**ABOUT THIS TASK**
Filter the records below for the word "price". Keep each line that has it.

────────────────────

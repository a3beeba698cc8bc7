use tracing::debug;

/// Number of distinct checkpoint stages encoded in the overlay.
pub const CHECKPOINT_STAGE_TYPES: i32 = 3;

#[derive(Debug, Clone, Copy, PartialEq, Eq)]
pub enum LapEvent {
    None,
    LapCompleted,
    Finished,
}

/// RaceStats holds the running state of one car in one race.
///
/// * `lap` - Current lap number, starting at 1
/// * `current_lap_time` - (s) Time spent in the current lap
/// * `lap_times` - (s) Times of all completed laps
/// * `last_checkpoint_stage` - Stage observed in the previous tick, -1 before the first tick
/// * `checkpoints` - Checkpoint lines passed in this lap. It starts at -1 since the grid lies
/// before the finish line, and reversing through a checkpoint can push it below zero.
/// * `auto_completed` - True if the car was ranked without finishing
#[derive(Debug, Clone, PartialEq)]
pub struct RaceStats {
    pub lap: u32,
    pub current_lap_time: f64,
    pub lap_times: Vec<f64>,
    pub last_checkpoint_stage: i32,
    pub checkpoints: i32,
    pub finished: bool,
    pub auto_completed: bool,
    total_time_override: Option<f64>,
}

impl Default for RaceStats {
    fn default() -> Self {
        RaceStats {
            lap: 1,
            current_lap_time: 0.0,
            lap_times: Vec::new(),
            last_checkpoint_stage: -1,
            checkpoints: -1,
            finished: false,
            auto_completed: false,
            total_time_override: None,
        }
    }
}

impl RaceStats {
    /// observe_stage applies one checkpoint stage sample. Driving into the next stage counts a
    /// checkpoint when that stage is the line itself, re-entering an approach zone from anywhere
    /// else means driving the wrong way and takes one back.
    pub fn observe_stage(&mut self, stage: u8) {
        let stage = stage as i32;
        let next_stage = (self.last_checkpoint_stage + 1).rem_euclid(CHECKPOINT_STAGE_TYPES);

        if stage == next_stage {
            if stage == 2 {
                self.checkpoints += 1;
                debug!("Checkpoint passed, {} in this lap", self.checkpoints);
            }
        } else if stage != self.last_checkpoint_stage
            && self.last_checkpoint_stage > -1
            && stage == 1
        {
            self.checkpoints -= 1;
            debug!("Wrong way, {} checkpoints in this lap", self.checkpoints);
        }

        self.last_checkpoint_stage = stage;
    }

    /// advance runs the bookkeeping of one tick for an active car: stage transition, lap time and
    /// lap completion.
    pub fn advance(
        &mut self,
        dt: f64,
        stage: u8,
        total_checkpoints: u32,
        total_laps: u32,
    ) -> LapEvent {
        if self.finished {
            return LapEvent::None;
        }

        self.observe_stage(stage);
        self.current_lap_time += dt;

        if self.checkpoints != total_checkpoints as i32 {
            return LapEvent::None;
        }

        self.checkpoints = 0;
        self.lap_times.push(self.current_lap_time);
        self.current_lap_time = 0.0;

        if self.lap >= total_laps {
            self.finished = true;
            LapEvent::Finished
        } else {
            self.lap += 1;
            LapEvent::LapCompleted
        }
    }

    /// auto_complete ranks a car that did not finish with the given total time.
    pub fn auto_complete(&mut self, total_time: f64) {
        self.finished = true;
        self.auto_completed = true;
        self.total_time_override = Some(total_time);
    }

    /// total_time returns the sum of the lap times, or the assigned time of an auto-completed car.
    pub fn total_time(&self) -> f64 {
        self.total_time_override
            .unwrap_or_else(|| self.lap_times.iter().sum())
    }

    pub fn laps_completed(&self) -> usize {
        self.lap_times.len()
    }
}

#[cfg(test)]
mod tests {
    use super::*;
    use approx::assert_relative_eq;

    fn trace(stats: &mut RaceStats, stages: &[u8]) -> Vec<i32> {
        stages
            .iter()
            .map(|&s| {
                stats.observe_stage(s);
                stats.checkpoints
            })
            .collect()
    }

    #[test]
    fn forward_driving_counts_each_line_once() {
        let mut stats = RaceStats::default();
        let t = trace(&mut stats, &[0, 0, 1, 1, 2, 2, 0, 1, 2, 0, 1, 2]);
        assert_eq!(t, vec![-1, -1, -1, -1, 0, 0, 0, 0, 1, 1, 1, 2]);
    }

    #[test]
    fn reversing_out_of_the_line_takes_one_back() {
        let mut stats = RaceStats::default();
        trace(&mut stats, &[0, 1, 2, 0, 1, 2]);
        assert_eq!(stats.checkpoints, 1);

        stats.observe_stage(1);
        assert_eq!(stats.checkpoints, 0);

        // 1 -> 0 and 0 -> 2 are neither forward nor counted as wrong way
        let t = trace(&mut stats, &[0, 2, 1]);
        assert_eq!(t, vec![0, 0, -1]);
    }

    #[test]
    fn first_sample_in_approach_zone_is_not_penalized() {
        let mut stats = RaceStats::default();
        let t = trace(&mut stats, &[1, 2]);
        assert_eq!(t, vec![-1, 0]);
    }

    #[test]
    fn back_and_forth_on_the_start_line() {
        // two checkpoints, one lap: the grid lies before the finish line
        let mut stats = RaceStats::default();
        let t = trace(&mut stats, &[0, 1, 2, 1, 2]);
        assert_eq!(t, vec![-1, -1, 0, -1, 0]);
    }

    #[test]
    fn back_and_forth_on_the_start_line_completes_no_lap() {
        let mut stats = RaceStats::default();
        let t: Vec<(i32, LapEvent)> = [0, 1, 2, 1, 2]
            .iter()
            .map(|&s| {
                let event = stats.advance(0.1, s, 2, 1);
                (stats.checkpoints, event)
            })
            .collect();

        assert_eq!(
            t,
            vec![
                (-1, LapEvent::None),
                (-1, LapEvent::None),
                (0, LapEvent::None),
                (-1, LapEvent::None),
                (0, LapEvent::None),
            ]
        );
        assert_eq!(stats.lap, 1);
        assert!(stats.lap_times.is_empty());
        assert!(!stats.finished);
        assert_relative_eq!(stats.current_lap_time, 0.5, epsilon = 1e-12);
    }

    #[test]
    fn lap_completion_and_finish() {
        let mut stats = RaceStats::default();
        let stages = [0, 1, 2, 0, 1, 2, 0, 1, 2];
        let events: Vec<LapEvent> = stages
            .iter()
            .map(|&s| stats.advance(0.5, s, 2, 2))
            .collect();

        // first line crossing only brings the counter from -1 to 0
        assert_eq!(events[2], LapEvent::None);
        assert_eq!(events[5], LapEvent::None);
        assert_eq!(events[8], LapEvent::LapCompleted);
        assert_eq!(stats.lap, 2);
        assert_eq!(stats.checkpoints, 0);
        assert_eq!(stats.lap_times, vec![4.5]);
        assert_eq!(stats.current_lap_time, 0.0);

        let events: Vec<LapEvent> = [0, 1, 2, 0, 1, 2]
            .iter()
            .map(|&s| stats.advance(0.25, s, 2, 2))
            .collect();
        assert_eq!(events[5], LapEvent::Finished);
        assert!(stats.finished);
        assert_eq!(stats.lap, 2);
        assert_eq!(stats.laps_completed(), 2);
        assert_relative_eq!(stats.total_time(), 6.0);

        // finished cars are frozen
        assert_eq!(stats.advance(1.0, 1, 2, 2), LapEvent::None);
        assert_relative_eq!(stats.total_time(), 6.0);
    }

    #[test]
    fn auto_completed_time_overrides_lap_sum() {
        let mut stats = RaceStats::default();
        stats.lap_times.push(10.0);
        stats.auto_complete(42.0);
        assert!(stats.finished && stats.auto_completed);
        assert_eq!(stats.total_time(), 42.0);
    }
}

────────────────────

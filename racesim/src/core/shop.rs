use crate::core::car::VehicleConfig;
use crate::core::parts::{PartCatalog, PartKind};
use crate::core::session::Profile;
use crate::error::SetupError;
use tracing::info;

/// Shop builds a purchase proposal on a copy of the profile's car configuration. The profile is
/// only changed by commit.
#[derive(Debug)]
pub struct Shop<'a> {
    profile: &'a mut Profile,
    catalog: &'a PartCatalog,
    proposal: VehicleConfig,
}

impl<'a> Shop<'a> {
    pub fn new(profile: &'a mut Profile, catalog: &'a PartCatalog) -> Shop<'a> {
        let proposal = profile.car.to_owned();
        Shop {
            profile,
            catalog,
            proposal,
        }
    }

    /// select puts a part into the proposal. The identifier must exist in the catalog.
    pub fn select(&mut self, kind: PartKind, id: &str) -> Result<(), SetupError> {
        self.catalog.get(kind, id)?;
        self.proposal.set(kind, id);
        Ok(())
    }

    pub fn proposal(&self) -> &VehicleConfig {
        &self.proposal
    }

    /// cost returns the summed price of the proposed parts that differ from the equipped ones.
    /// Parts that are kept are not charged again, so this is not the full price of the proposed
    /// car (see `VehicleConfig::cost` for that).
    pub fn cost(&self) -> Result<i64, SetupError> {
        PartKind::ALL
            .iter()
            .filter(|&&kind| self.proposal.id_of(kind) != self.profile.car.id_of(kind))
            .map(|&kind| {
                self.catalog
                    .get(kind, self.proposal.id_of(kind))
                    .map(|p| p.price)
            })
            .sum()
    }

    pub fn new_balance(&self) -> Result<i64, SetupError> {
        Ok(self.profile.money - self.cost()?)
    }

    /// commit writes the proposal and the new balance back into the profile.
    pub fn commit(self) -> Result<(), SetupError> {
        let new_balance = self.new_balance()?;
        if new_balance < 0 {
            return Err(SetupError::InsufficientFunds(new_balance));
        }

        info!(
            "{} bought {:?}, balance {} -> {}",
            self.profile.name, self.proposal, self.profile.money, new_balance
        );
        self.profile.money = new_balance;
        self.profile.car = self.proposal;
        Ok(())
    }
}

────────────────────

**REPLY TO THE EXERCISE**
    /// cost returns the summed price of the proposed parts that differ from the equipped ones.
    /// Parts that are kept are not charged again, so this is not the full price of the proposed
                    .map(|p| p.price)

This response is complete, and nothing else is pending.